儿童半乳糖血症的不寻常表现：肌肉骨骼表现

Unusual Presentation of Galactosemia in a Child: Musculoskeletal Manifestations.

作者信息

Gorial Faiq I, Mohammed Maab Jasim

机构信息

Rheumatology Unit, Department of Medicine, College of Medicine, University of Baghdad, Baghdad, Iraq.

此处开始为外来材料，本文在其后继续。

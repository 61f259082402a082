#![cfg(feature = "cli")]

use std::ffi::OsString;
use std::io;
use std::io::BufRead;
use std::io::Write;
use std::path::PathBuf;

use clap::error::ErrorKind;
use clap::CommandFactory;
use clap::Parser;
use fieldx::fxstruct;
use garde::Validate;
use tracing::info;

use crate::inventory::Inventory;
use crate::inventory::DEFAULT_INVENTORY_FILE;
use crate::sales::SalesLedger;
use crate::sales::DEFAULT_SALES_FILE;
use crate::shoperr;
use crate::shop::ShopSystem;
use crate::types::Result;
use crate::types::ShopError;

#[derive(Debug, Clone, clap::Parser, Validate)]
#[fxstruct(no_new, get(copy))]
#[clap(about, version, name = "shopkeep")]
pub struct Cli {
    /// Product catalog file.
    #[fieldx(get(clone))]
    #[garde(custom(Self::distinct_from("sales-file", &self.sales_file)))]
    #[clap(long, env = "SHOPKEEP_INVENTORY_FILE", default_value = DEFAULT_INVENTORY_FILE)]
    inventory_file: PathBuf,

    /// Sale log file.
    #[fieldx(get(clone))]
    #[garde(skip)]
    #[clap(long, env = "SHOPKEEP_SALES_FILE", default_value = DEFAULT_SALES_FILE)]
    sales_file: PathBuf,

    /// File to send log into. Defaults to stderr.
    #[fieldx(get(clone))]
    #[garde(skip)]
    #[clap(long, env = "SHOPKEEP_LOG_FILE")]
    log_file: Option<PathBuf>,

    /// Don't colorize status messages.
    #[clap(long, env = "SHOPKEEP_NO_COLOR", default_value_t = false)]
    #[garde(skip)]
    no_color: bool,
}

impl Cli {
    fn distinct_from<'a>(
        other_name: &'static str,
        other: &'a PathBuf,
    ) -> impl FnOnce(&'a PathBuf, &()) -> garde::Result {
        move |value, _| {
            if value != other {
                Ok(())
            }
            else {
                Err(garde::Error::new(format!(
                    "'{}' is also used as {other_name}",
                    value.display()
                )))
            }
        }
    }
}

#[derive(Debug)]
#[fxstruct(no_new, get)]
pub struct ShopApp {
    cli: Cli,
}

impl ShopApp {
    /// Parses the process command line and environment.
    pub fn from_env() -> Result<Self> {
        Self::with_cli(Cli::try_parse()?)
    }

    pub fn from_args<I, S>(args: I) -> Result<Self>
    where
        I: IntoIterator<Item = S>,
        S: Into<OsString> + Clone,
    {
        Self::with_cli(Cli::try_parse_from(args)?)
    }

    fn with_cli(cli: Cli) -> Result<Self> {
        if let Err(report) = cli.validate() {
            return Err(Cli::command().error(ErrorKind::InvalidValue, report).into());
        }
        Ok(Self { cli })
    }

    pub fn setup_tracing(&self) -> Result<()> {
        use std::sync::Mutex;
        use tracing_subscriber::layer::SubscriberExt;
        use tracing_subscriber::util::SubscriberInitExt;

        let (dest_writer, ansi) = if let Some(log_file) = self.cli.log_file() {
            let file = std::fs::OpenOptions::new()
                .create(true)
                .append(true)
                .open(&log_file)
                .map_err(|err| ShopError::io(&log_file, err))?;
            (Box::new(file) as Box<dyn Write + Send>, false)
        }
        else {
            (Box::new(io::stderr()) as Box<dyn Write + Send>, stderr_ansi(self.cli.no_color()))
        };

        tracing_subscriber::registry()
            .with(tracing_subscriber::EnvFilter::from_default_env())
            .with(
                tracing_subscriber::fmt::layer()
                    .with_writer(Mutex::new(dest_writer))
                    .with_ansi(ansi),
            )
            .try_init()
            .map_err(|err| shoperr!("Can't initialize tracing: {err}"))?;

        info!("Tracing initialized");
        Ok(())
    }

    /// Opens both data files and runs an operator session over the given input and output.
    pub fn run_with<R: BufRead, W: Write>(&self, input: R, output: W) -> Result<W> {
        let inventory = Inventory::load(self.cli.inventory_file())?;
        let sales = SalesLedger::new(self.cli.sales_file());
        info!(
            inventory = %self.cli.inventory_file().display(),
            sales = %self.cli.sales_file().display(),
            products = inventory.len(),
            "Shop opened"
        );

        ShopSystem::new(inventory, sales, !self.cli.no_color()).run(input, output)
    }

    pub fn run() -> Result<()> {
        let app = Self::from_env()?;
        app.setup_tracing()?;
        app.run_with(io::stdin().lock(), io::stdout())?;
        Ok(())
    }
}

/// Log lines on stderr get ANSI colors only when the operator hasn't disabled them and stderr is a color terminal.
fn stderr_ansi(no_color: bool) -> bool {
    !no_color && console::Term::stderr().features().colors_supported()
}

Rheumatology Unit, Baghdad Teaching Hospital, Baghdad, Iraq.

出版信息

Mediterr J Rheumatol. 2019 Jun 29;30(2):123-124. doi: 10.31138/mjr.30.2.123. eCollection 2019 Jun.

DOI:10.31138/mjr.30.2.123

PMID:32185352

原文链接:https://pmc.ncbi.nlm.nih.gov/articles/PMC7045964/

Abstract

Galactosemia is an autosomal recessive inherited disease of galactose metabolism. In this report, a galactosemia case with unusual presentation has been presented. We reported a child boy with galactosemia presented with arthralgia, hands deformity and decreased bone mineral density.

摘要

半乳糖血症是一种常染色体隐性遗传的半乳糖代谢疾病。在本报告中，呈现了一例表现异常的半乳糖血症病例。我们报告了一名患有半乳糖血症的男童，其出现关节痛、手部畸形和骨密度降低的症状。